----- Provided data -----

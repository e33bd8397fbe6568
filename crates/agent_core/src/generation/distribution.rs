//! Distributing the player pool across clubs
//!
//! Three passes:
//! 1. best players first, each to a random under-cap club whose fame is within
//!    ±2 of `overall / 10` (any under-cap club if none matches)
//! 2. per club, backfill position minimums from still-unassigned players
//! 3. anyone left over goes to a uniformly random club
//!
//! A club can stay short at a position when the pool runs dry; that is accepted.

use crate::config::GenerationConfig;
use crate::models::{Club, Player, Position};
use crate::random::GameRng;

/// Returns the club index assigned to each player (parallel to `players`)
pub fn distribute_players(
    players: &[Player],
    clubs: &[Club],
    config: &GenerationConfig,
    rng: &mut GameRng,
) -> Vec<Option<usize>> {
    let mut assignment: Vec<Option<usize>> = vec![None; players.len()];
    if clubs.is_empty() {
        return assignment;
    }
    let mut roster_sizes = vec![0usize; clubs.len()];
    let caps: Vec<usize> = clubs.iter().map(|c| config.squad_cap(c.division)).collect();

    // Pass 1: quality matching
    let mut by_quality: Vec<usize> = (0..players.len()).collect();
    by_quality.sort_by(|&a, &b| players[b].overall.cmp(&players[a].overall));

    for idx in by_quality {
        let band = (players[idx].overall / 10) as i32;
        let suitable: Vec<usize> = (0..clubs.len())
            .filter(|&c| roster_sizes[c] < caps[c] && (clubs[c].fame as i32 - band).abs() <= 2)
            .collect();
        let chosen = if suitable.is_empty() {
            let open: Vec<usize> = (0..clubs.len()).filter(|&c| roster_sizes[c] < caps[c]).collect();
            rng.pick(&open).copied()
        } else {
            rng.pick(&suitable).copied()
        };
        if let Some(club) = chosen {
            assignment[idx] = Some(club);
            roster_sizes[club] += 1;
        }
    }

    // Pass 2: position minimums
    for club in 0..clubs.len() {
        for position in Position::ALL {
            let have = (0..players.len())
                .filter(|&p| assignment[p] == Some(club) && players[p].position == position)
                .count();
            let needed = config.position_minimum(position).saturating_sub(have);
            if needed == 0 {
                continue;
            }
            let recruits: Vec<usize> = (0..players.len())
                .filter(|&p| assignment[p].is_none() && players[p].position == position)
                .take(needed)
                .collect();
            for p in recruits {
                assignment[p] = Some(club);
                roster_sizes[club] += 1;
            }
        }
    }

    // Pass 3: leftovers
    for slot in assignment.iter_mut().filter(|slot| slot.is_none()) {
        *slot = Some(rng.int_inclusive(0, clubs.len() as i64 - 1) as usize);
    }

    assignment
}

-----

• [Problem to work on]
Repeat the records, every one of them, without any deviation.

• [The answer]
repository e33bd8397fbe6568
filename crates/agent_core/src/generation/distribution.rs
//! Distributing the player pool across clubs
//!
//! Three passes:
//! 1. best players first, each to a random under-cap club whose fame is within
//!    ±2 of `overall / 10` (any under-cap club if none matches)
//! 2. per club, backfill position minimums from still-unassigned players
//! 3. anyone left over goes to a uniformly random club
//!
//! A club can stay short at a position when the pool runs dry; that is accepted.

use crate::config::GenerationConfig;
use crate::models::{Club, Player, Position};
use crate::random::GameRng;

/// Returns the club index assigned to each player (parallel to `players`)
pub fn distribute_players(
    players: &[Player],
    clubs: &[Club],
    config: &GenerationConfig,
    rng: &mut GameRng,
) -> Vec<Option<usize>> {
    let mut assignment: Vec<Option<usize>> = vec![None; players.len()];
    if clubs.is_empty() {
        return assignment;
    }
    let mut roster_sizes = vec![0usize; clubs.len()];
    let caps: Vec<usize> = clubs.iter().map(|c| config.squad_cap(c.division)).collect();

    // Pass 1: quality matching
    let mut by_quality: Vec<usize> = (0..players.len()).collect();
    by_quality.sort_by(|&a, &b| players[b].overall.cmp(&players[a].overall));

    for idx in by_quality {
        let band = (players[idx].overall / 10) as i32;
        let suitable: Vec<usize> = (0..clubs.len())
            .filter(|&c| roster_sizes[c] < caps[c] && (clubs[c].fame as i32 - band).abs() <= 2)
            .collect();
        let chosen = if suitable.is_empty() {
            let open: Vec<usize> = (0..clubs.len()).filter(|&c| roster_sizes[c] < caps[c]).collect();
            rng.pick(&open).copied()
        } else {
            rng.pick(&suitable).copied()
        };
        if let Some(club) = chosen {
            assignment[idx] = Some(club);
            roster_sizes[club] += 1;
        }
    }

    // Pass 2: position minimums
    for club in 0..clubs.len() {
        for position in Position::ALL {
            let have = (0..players.len())
                .filter(|&p| assignment[p] == Some(club) && players[p].position == position)
                .count();
            let needed = config.position_minimum(position).saturating_sub(have);
            if needed == 0 {
                continue;
            }
            let recruits: Vec<usize> = (0..players.len())
                .filter(|&p| assignment[p].is_none() && players[p].position == position)
                .take(needed)
                .collect();
            for p in recruits {
                assignment[p] = Some(club);
                roster_sizes[club] += 1;
            }
        }
    }

    // Pass 3: leftovers
    for slot in assignment.iter_mut().filter(|slot| slot.is_none()) {
        *slot = Some(rng.int_inclusive(0, clubs.len() as i64 - 1) as usize);
    }

    assignment
}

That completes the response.